---- GIVEN DATA

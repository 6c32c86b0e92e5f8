//! Source document repository.
//!
//! A ballot owns at most one active document. Attaching a new one deletes
//! the previous row, and with it every artifact derived from it.

use rusqlite::{params, Row};

use super::draft_repo::PARSED_PDF;
use super::{Database, DatabaseError};

/// A raw source document row.
#[derive(Debug, Clone, PartialEq, Eq)]
pub struct DocumentRow {
    pub id: String,
    pub ballot_paper_id: String,
    pub source_url: String,
    pub file_path: String,
    pub file_kind: String,
    /// `all` or a comma separated page list; `None` until pages are mapped.
    pub relevant_pages: Option<String>,
    pub created_at: String,
}

impl DocumentRow {
    fn from_row(row: &Row<'_>) -> Result<Self, rusqlite::Error> {
        Ok(Self {
            id: row.get("id")?,
            ballot_paper_id: row.get("ballot_paper_id")?,
            source_url: row.get("source_url")?,
            file_path: row.get("file_path")?,
            file_kind: row.get("file_kind")?,
            relevant_pages: row.get("relevant_pages")?,
            created_at: row.get("created_at")?,
        })
    }
}

/// Makes `doc` the active document of its ballot, replacing any previous one.
pub fn attach(db: &Database, doc: &DocumentRow) -> Result<(), DatabaseError> {
    db.with_transaction(|tx| {
        tx.execute(
            "DELETE FROM source_documents WHERE ballot_paper_id = ?1",
            params![doc.ballot_paper_id],
        )?;
        tx.execute(
            "INSERT INTO source_documents (id, ballot_paper_id, source_url, file_path, file_kind,
             relevant_pages, created_at)
             VALUES (?1, ?2, ?3, ?4, ?5, ?6, ?7)",
            params![
                doc.id,
                doc.ballot_paper_id,
                doc.source_url,
                doc.file_path,
                doc.file_kind,
                doc.relevant_pages,
                doc.created_at,
            ],
        )?;
        Ok(())
    })
}

fn find_one(
    db: &Database,
    sql: &str,
    key: &str,
) -> Result<Option<DocumentRow>, DatabaseError> {
    db.with_conn(|conn| {
        let mut stmt = conn.prepare(sql)?;
        let mut rows = stmt.query_map(params![key], DocumentRow::from_row)?;
        match rows.next() {
            Some(Ok(row)) => Ok(Some(row)),
            Some(Err(e)) => Err(DatabaseError::Sqlite(e)),
            None => Ok(None),
        }
    })
}

/// Finds a document by its id.
pub fn find_by_id(db: &Database, id: &str) -> Result<Option<DocumentRow>, DatabaseError> {
    find_one(db, "SELECT * FROM source_documents WHERE id = ?1", id)
}

/// Finds the active document of a ballot.
pub fn find_for_ballot(
    db: &Database,
    ballot_paper_id: &str,
) -> Result<Option<DocumentRow>, DatabaseError> {
    find_one(
        db,
        "SELECT * FROM source_documents WHERE ballot_paper_id = ?1",
        ballot_paper_id,
    )
}

/// Every document published at `source_url`, oldest first.
///
/// Documents created in the same instant are ordered by id so the result is
/// stable.
pub fn find_by_source_url(db: &Database, source_url: &str) -> Result<Vec<DocumentRow>, DatabaseError> {
    db.with_conn(|conn| {
        let mut stmt = conn.prepare(
            "SELECT * FROM source_documents WHERE source_url = ?1 ORDER BY created_at ASC, id ASC",
        )?;
        let rows = stmt
            .query_map(params![source_url], DocumentRow::from_row)?
            .collect::<Result<Vec<_>, _>>()?;
        Ok(rows)
    })
}

/// Points a document at a new file, e.g. after conversion to PDF.
pub fn update_file(
    db: &Database,
    id: &str,
    file_path: &str,
    file_kind: &str,
) -> Result<(), DatabaseError> {
    db.with_conn(|conn| {
        conn.execute(
            "UPDATE source_documents SET file_path = ?2, file_kind = ?3 WHERE id = ?1",
            params![id, file_path, file_kind],
        )?;
        Ok(())
    })
}

/// Stores the page assignment for a document. Returns true if it changed.
///
/// When a previous assignment is replaced, everything built from it goes in
/// the same transaction: the extracted table, the OCR job with its page
/// images, and a parser-written draft for the document.
pub fn set_relevant_pages(
    db: &Database,
    id: &str,
    relevant_pages: Option<&str>,
) -> Result<bool, DatabaseError> {
    db.with_transaction(|tx| {
        let mut stmt = tx.prepare("SELECT relevant_pages FROM source_documents WHERE id = ?1")?;
        let found: Vec<Option<String>> = stmt
            .query_map(params![id], |r| r.get(0))?
            .collect::<Result<_, _>>()?;
        drop(stmt);
        let Some(previous) = found.into_iter().next() else {
            return Ok(false);
        };
        if previous.as_deref() == relevant_pages {
            return Ok(false);
        }

        tx.execute(
            "UPDATE source_documents SET relevant_pages = ?2 WHERE id = ?1",
            params![id, relevant_pages],
        )?;
        if previous.is_some() {
            tx.execute("DELETE FROM extracted_tables WHERE document_id = ?1", params![id])?;
            tx.execute(
                "DELETE FROM ocr_page_images
                 WHERE job_id IN (SELECT job_id FROM ocr_jobs WHERE document_id = ?1)",
                params![id],
            )?;
            tx.execute("DELETE FROM ocr_jobs WHERE document_id = ?1", params![id])?;
            tx.execute(
                "DELETE FROM draft_sets WHERE document_id = ?1 AND source_type = ?2",
                params![id, PARSED_PDF],
            )?;
        }
        Ok(true)
    })
}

--------

| WHAT THE TASK ASKS |
Would you please write the entries out again in full, exactly as given?

| ANSWER BOX |
repository 6c32c86b0e92e5f8
//! Source document repository.
//!
//! A ballot owns at most one active document. Attaching a new one deletes
//! the previous row, and with it every artifact derived from it.

use rusqlite::{params, Row};

use super::draft_repo::PARSED_PDF;
use super::{Database, DatabaseError};

/// A raw source document row.
#[derive(Debug, Clone, PartialEq, Eq)]
pub struct DocumentRow {
    pub id: String,
    pub ballot_paper_id: String,
    pub source_url: String,
    pub file_path: String,
    pub file_kind: String,
    /// `all` or a comma separated page list; `None` until pages are mapped.
    pub relevant_pages: Option<String>,
    pub created_at: String,
}

impl DocumentRow {
    fn from_row(row: &Row<'_>) -> Result<Self, rusqlite::Error> {
        Ok(Self {
            id: row.get("id")?,
            ballot_paper_id: row.get("ballot_paper_id")?,
            source_url: row.get("source_url")?,
            file_path: row.get("file_path")?,
            file_kind: row.get("file_kind")?,
            relevant_pages: row.get("relevant_pages")?,
            created_at: row.get("created_at")?,
        })
    }
}

/// Makes `doc` the active document of its ballot, replacing any previous one.
pub fn attach(db: &Database, doc: &DocumentRow) -> Result<(), DatabaseError> {
    db.with_transaction(|tx| {
        tx.execute(
            "DELETE FROM source_documents WHERE ballot_paper_id = ?1",
            params![doc.ballot_paper_id],
        )?;
        tx.execute(
            "INSERT INTO source_documents (id, ballot_paper_id, source_url, file_path, file_kind,
             relevant_pages, created_at)
             VALUES (?1, ?2, ?3, ?4, ?5, ?6, ?7)",
            params![
                doc.id,
                doc.ballot_paper_id,
                doc.source_url,
                doc.file_path,
                doc.file_kind,
                doc.relevant_pages,
                doc.created_at,
            ],
        )?;
        Ok(())
    })
}

fn find_one(
    db: &Database,
    sql: &str,
    key: &str,
) -> Result<Option<DocumentRow>, DatabaseError> {
    db.with_conn(|conn| {
        let mut stmt = conn.prepare(sql)?;
        let mut rows = stmt.query_map(params![key], DocumentRow::from_row)?;
        match rows.next() {
            Some(Ok(row)) => Ok(Some(row)),
            Some(Err(e)) => Err(DatabaseError::Sqlite(e)),
            None => Ok(None),
        }
    })
}

/// Finds a document by its id.
pub fn find_by_id(db: &Database, id: &str) -> Result<Option<DocumentRow>, DatabaseError> {
    find_one(db, "SELECT * FROM source_documents WHERE id = ?1", id)
}

/// Finds the active document of a ballot.
pub fn find_for_ballot(
    db: &Database,
    ballot_paper_id: &str,
) -> Result<Option<DocumentRow>, DatabaseError> {
    find_one(
        db,
        "SELECT * FROM source_documents WHERE ballot_paper_id = ?1",
        ballot_paper_id,
    )
}

/// Every document published at `source_url`, oldest first.
///
/// Documents created in the same instant are ordered by id so the result is
/// stable.
pub fn find_by_source_url(db: &Database, source_url: &str) -> Result<Vec<DocumentRow>, DatabaseError> {
    db.with_conn(|conn| {
        let mut stmt = conn.prepare(
            "SELECT * FROM source_documents WHERE source_url = ?1 ORDER BY created_at ASC, id ASC",
        )?;
        let rows = stmt
            .query_map(params![source_url], DocumentRow::from_row)?
            .collect::<Result<Vec<_>, _>>()?;
        Ok(rows)
    })
}

/// Points a document at a new file, e.g. after conversion to PDF.
pub fn update_file(
    db: &Database,
    id: &str,
    file_path: &str,
    file_kind: &str,
) -> Result<(), DatabaseError> {
    db.with_conn(|conn| {
        conn.execute(
            "UPDATE source_documents SET file_path = ?2, file_kind = ?3 WHERE id = ?1",
            params![id, file_path, file_kind],
        )?;
        Ok(())
    })
}

/// Stores the page assignment for a document. Returns true if it changed.
///
/// When a previous assignment is replaced, everything built from it goes in
/// the same transaction: the extracted table, the OCR job with its page
/// images, and a parser-written draft for the document.
pub fn set_relevant_pages(
    db: &Database,
    id: &str,
    relevant_pages: Option<&str>,
) -> Result<bool, DatabaseError> {
    db.with_transaction(|tx| {
        let mut stmt = tx.prepare("SELECT relevant_pages FROM source_documents WHERE id = ?1")?;
        let found: Vec<Option<String>> = stmt
            .query_map(params![id], |r| r.get(0))?
            .collect::<Result<_, _>>()?;
        drop(stmt);
        let Some(previous) = found.into_iter().next() else {
            return Ok(false);
        };
        if previous.as_deref() == relevant_pages {
            return Ok(false);
        }

        tx.execute(
            "UPDATE source_documents SET relevant_pages = ?2 WHERE id = ?1",
            params![id, relevant_pages],
        )?;
        if previous.is_some() {
            tx.execute("DELETE FROM extracted_tables WHERE document_id = ?1", params![id])?;
            tx.execute(
                "DELETE FROM ocr_page_images
                 WHERE job_id IN (SELECT job_id FROM ocr_jobs WHERE document_id = ?1)",
                params![id],
            )?;
            tx.execute("DELETE FROM ocr_jobs WHERE document_id = ?1", params![id])?;
            tx.execute(
                "DELETE FROM draft_sets WHERE document_id = ?1 AND source_type = ?2",
                params![id, PARSED_PDF],
            )?;
        }
        Ok(true)
    })
}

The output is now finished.